By the way, the build.log file shows that ga-5-3 is used. Please move to ga-5-4 as soon as possible
(In reply to Edoardo Apra from comment #23) > The SIGSEGV occurs early on in the run. It is quite unlikely that the > Txs_gcc6.patch.gz is the root cause for it, since it modifies a part of the > code that used at a later stage. > Does the SIGSEGV occur just for openmpi and does it occur for openmpich, too? I can't reproduce SIGSEGV locally, only happened under koji.

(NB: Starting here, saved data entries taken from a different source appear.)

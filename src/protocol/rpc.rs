//! The RPC collaborator seam and transaction confirmation loops

use async_trait::async_trait;
use ethabi::ethereum_types::{H160, H256};
use futures::future::try_join_all;
use serde::{Deserialize, Serialize};
use std::time::Duration;
use tokio::time::Instant;
use tracing::{debug, error, info, warn};

use crate::error::{Error, Result};
use crate::protocol::artifacts::ContractArtifact;
use crate::protocol::contracts::ContractCall;

/// Ethereum account or contract address
pub type Address = H160;

/// Transaction hash
pub type TxHash = H256;

/// Default interval between receipt polls
pub const DEFAULT_POLL_INTERVAL: Duration = Duration::from_secs(5);

/// Gas settings passed through to the node untouched
#[derive(Debug, Clone, Copy, PartialEq, Eq, Serialize, Deserialize)]
pub struct GasParams {
    /// Gas limit; `None` lets the node estimate
    pub gas: Option<u64>,
    /// Gas price in wei
    pub gas_price: u64,
}

impl Default for GasParams {
    fn default() -> Self {
        Self {
            gas: None,
            gas_price: 2_500_000_000,
        }
    }
}

/// Sender and gas of a transaction
#[derive(Debug, Clone, Copy, PartialEq, Eq)]
pub struct TxParams {
    /// Sending account
    pub from: Address,
    /// Gas settings
    pub gas: GasParams,
}

/// Transaction receipt, as much of it as the relay needs
#[derive(Debug, Clone, PartialEq, Eq, Serialize, Deserialize)]
#[serde(rename_all = "camelCase")]
pub struct TxReceipt {
    /// Transaction hash
    pub transaction_hash: String,
    /// Block the transaction was mined in, hex quantity
    #[serde(default)]
    pub block_number: Option<String>,
    /// Address of a created contract
    #[serde(default)]
    pub contract_address: Option<String>,
    /// `0x1` on success, `0x0` on failure
    #[serde(default)]
    pub status: Option<String>,
    /// Gas consumed, hex quantity
    #[serde(default)]
    pub gas_used: Option<String>,
}

impl TxReceipt {
    /// Whether the node reports success
    pub fn succeeded(&self) -> bool {
        self.status.as_deref().and_then(parse_quantity) == Some(1)
    }

    /// Mined block number
    pub fn block_number_u64(&self) -> Option<u64> {
        self.block_number.as_deref().and_then(parse_quantity)
    }

    /// Gas consumed
    pub fn gas_used_u64(&self) -> Option<u64> {
        self.gas_used.as_deref().and_then(parse_quantity)
    }

    /// Address of the contract this transaction created
    pub fn contract_address(&self) -> Result<Address> {
        let raw = self.contract_address.as_deref().ok_or_else(|| {
            Error::other(format!(
                "Receipt {} has no contract address",
                self.transaction_hash
            ))
        })?;
        parse_address(raw)
    }
}

/// Where a submitted transaction stands
#[derive(Debug, Clone, PartialEq, Eq)]
pub enum TxStatus {
    /// No receipt yet, or not in a block yet
    Pending,
    /// Mined successfully
    Mined(TxReceipt),
    /// Mined with a failure status
    Failed(TxReceipt),
}

impl TxStatus {
    /// Classify a receipt lookup result.
    ///
    /// A failure status wins over a block number.
    pub fn from_receipt(receipt: Option<TxReceipt>) -> Self {
        match receipt {
            None => TxStatus::Pending,
            Some(r) if !r.succeeded() => TxStatus::Failed(r),
            Some(r) if r.block_number.is_some() => TxStatus::Mined(r),
            Some(_) => TxStatus::Pending,
        }
    }
}

/// Final result of waiting on a transaction
#[derive(Debug, Clone, PartialEq, Eq)]
pub enum TxOutcome {
    /// Mined successfully
    Confirmed(TxReceipt),
    /// Mined with a failure status
    Failed(TxReceipt),
    /// Still unmined when the wait timed out
    Pending,
}

impl TxOutcome {
    /// The receipt of a confirmed transaction, anything else as an error
    pub fn into_receipt(self, what: &str) -> Result<TxReceipt> {
        match self {
            TxOutcome::Confirmed(r) => Ok(r),
            TxOutcome::Failed(r) => Err(Error::transaction_failed(format!(
                "{} ({})",
                what, r.transaction_hash
            ))),
            TxOutcome::Pending => Err(Error::timeout(format!("{} not mined in time", what))),
        }
    }
}

/// The operations the relay needs from an Ethereum node
#[async_trait]
pub trait RelayRpc: Send + Sync {
    /// Accounts the node can sign for
    async fn accounts(&self) -> Result<Vec<Address>>;

    /// Submit a contract creation transaction
    async fn deploy(&self, artifact: &ContractArtifact, tx: &TxParams) -> Result<TxHash>;

    /// Submit a contract method call transaction
    async fn send_call(
        &self,
        contract: Address,
        call: &ContractCall,
        tx: &TxParams,
    ) -> Result<TxHash>;

    /// Current status of a submitted transaction
    async fn transaction_status(&self, tx_hash: TxHash) -> Result<TxStatus>;
}

/// How long and how often to poll for receipts
#[derive(Debug, Clone, Copy, PartialEq, Eq)]
pub struct WaitOptions {
    /// Delay between polls
    pub poll_interval: Duration,
    /// Give up after this long; `None` waits forever
    pub timeout: Option<Duration>,
}

impl Default for WaitOptions {
    fn default() -> Self {
        Self {
            poll_interval: DEFAULT_POLL_INTERVAL,
            timeout: None,
        }
    }
}

/// Poll until a transaction is mined or failed, or the wait times out
pub async fn await_mined<R>(rpc: &R, tx_hash: TxHash, options: &WaitOptions) -> Result<TxOutcome>
where
    R: RelayRpc + ?Sized,
{
    let deadline = options.timeout.map(|t| Instant::now() + t);
    info!(tx_hash = ?tx_hash, "Waiting for transaction to get mined");

    loop {
        match rpc.transaction_status(tx_hash).await? {
            TxStatus::Mined(receipt) => {
                info!(tx_hash = ?tx_hash, block = ?receipt.block_number_u64(), "Transaction mined");
                debug!(?receipt, "Receipt");
                return Ok(TxOutcome::Confirmed(receipt));
            }
            TxStatus::Failed(receipt) => {
                error!(tx_hash = ?tx_hash, "Transaction failed");
                debug!(?receipt, "Receipt");
                return Ok(TxOutcome::Failed(receipt));
            }
            TxStatus::Pending => {}
        }

        if deadline.is_some_and(|d| Instant::now() + options.poll_interval > d) {
            warn!(tx_hash = ?tx_hash, "Gave up waiting for transaction");
            return Ok(TxOutcome::Pending);
        }
        tokio::time::sleep(options.poll_interval).await;
    }
}

/// Poll a batch of transactions until every one is mined or failed, or the
/// wait times out. Outcomes come back in input order.
pub async fn await_mined_batch<R>(
    rpc: &R,
    tx_hashes: &[TxHash],
    options: &WaitOptions,
) -> Result<Vec<TxOutcome>>
where
    R: RelayRpc + ?Sized,
{
    let deadline = options.timeout.map(|t| Instant::now() + t);
    let mut outcomes: Vec<Option<TxOutcome>> = vec![None; tx_hashes.len()];
    info!(count = tx_hashes.len(), "Waiting for transactions to get mined");

    loop {
        let pending: Vec<usize> = (0..tx_hashes.len())
            .filter(|&i| outcomes[i].is_none())
            .collect();
        let statuses =
            try_join_all(pending.iter().map(|&i| rpc.transaction_status(tx_hashes[i]))).await?;

        for (i, status) in pending.into_iter().zip(statuses) {
            match status {
                TxStatus::Mined(receipt) => outcomes[i] = Some(TxOutcome::Confirmed(receipt)),
                TxStatus::Failed(receipt) => {
                    error!(tx_hash = ?tx_hashes[i], "Transaction failed");
                    outcomes[i] = Some(TxOutcome::Failed(receipt));
                }
                TxStatus::Pending => {}
            }
        }

        if outcomes.iter().all(Option::is_some) {
            info!("All transactions handled");
            break;
        }
        if deadline.is_some_and(|d| Instant::now() + options.poll_interval > d) {
            warn!(
                pending = outcomes.iter().filter(|o| o.is_none()).count(),
                "Gave up waiting for transactions"
            );
            break;
        }
        tokio::time::sleep(options.poll_interval).await;
    }

    Ok(outcomes
        .into_iter()
        .map(|o| o.unwrap_or(TxOutcome::Pending))
        .collect())
}

/// Send a contract call and wait for it
pub async fn submit_and_await<R>(
    rpc: &R,
    contract: Address,
    call: &ContractCall,
    tx: &TxParams,
    options: &WaitOptions,
) -> Result<TxOutcome>
where
    R: RelayRpc + ?Sized,
{
    let tx_hash = rpc.send_call(contract, call, tx).await?;
    debug!(method = call.method(), tx_hash = ?tx_hash, "Submitted call");
    await_mined(rpc, tx_hash, options).await
}

/// Parse a hex quantity such as `0x1b4`
pub fn parse_quantity(s: &str) -> Option<u64> {
    let digits = s.strip_prefix("0x").unwrap_or(s);
    u64::from_str_radix(digits, 16).ok()
}

/// Parse a `0x`-prefixed 20-byte address
pub fn parse_address(s: &str) -> Result<Address> {
    let bytes = crate::utils::parse_hex(s)?;
    if bytes.len() != 20 {
        return Err(Error::malformed_input(format!("Invalid address: {}", s)));
    }
    Ok(Address::from_slice(&bytes))
}

/// Parse a `0x`-prefixed 32-byte hash
pub fn parse_tx_hash(s: &str) -> Result<TxHash> {
    let bytes = crate::utils::parse_hex(s)?;
    if bytes.len() != 32 {
        return Err(Error::malformed_input(format!("Invalid transaction hash: {}", s)));
    }
    Ok(TxHash::from_slice(&bytes))
}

(In reply to Edoardo Apra from comment #24) > By the way, the build.log file shows that ga-5-3 is used. Please move to > ga-5-4 as soon as possible I've already requested ga-5-4 build from the maintainer: bug #1357022
Hi, to me nwchem (6.6.27746-27) is crashing with openMPI, but working as expected with mpich. The error with openMPI is as follows: Program received signal SIGSEGV: Segmentation fault - invalid memory reference. Backtrace for this error: #0 0x7f70c56cbe3a #1 0x7f70c56cb02d #2 0x7f70c499876f #3 0x7f70c49ec1d6 #4 0x7f70c28b8a58 #5 0x7f70c64cfa51 #6 0x7f70c64f288c #7 0x7f70c933265a #8 0x7f70c93326ce #9 0x7f70c933052c #10 0x52e486 #11 0x52ef73 #12 0x7f70c4984730 #13 0x52cff8 #14 0xffffffffffffffff
Henrique Please try to use mpirun to start your openMPI
The SIGSEGV above (that can be avoid using mpirun or giving no arguments to nwchem) is fixed in ga-5-4
nwchem-6.6.27746-27.fc24 has been pushed to the Fedora 24 stable repository. If problems still persist, please make note of it in this bug report.